**ACTION ITEM**
Each line of the records below that includes "struct" adds one to the count; state the final count by itself.

----- TASK DATA -----

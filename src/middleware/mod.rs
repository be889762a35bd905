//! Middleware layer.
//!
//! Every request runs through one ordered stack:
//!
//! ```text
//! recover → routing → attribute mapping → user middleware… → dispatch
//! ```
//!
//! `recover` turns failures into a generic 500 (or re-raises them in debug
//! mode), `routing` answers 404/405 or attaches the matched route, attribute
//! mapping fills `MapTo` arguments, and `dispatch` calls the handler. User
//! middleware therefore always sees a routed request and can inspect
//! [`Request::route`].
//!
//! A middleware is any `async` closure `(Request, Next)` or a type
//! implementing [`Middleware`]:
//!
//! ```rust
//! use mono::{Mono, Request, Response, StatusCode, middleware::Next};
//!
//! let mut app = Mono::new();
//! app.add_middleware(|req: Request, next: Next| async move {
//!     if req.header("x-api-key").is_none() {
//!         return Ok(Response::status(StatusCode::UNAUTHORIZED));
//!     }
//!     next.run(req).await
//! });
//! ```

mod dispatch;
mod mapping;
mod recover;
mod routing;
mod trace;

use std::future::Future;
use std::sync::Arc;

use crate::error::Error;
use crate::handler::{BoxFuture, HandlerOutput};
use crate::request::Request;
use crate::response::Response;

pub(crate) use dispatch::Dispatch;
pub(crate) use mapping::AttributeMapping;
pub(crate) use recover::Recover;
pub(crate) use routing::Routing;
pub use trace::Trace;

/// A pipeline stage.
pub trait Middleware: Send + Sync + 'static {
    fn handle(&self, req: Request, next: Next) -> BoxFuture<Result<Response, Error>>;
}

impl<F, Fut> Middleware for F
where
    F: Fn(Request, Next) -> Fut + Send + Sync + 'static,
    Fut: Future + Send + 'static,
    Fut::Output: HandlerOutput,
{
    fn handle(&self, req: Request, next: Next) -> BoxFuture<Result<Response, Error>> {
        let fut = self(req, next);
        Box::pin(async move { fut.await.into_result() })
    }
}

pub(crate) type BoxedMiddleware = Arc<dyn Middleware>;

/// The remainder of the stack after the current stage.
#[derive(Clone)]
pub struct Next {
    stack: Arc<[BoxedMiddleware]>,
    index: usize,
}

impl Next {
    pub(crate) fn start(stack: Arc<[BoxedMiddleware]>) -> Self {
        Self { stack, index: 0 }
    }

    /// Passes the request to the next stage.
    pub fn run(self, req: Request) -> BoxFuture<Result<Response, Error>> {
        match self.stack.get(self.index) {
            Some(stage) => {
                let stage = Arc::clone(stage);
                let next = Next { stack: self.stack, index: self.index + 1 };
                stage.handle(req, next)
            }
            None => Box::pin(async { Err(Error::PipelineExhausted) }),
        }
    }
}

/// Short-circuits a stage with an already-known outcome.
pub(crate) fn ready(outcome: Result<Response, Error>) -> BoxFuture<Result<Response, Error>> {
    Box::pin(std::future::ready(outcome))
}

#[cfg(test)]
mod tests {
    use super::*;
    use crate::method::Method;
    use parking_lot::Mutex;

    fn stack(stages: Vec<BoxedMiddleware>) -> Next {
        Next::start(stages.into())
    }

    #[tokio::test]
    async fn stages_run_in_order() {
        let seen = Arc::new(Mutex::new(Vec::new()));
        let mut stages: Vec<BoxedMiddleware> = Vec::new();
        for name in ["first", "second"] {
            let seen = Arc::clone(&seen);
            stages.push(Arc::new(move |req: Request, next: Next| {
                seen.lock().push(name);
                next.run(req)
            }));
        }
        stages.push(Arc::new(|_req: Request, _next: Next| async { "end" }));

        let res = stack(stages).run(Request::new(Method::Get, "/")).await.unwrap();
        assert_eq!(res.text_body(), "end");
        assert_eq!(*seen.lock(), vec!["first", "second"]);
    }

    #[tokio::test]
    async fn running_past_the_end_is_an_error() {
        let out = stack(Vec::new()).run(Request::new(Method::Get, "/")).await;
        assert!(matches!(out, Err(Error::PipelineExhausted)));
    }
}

-----
----- TASK DATA -----

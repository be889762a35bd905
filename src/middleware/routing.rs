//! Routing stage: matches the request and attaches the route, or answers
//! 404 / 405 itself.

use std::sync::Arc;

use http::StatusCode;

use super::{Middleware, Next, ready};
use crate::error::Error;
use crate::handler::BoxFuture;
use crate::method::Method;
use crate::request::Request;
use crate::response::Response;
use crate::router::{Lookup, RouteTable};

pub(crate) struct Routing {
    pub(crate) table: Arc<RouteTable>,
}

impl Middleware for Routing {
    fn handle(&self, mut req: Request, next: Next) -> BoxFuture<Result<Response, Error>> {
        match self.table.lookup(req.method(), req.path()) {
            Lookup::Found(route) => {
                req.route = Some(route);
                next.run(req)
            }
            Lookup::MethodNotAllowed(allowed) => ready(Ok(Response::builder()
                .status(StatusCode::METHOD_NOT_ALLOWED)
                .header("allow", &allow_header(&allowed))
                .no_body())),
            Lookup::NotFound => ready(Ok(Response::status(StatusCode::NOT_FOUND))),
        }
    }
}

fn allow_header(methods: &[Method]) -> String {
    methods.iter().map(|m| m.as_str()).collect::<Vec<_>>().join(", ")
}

-----

**RESPONSE BELOW**
2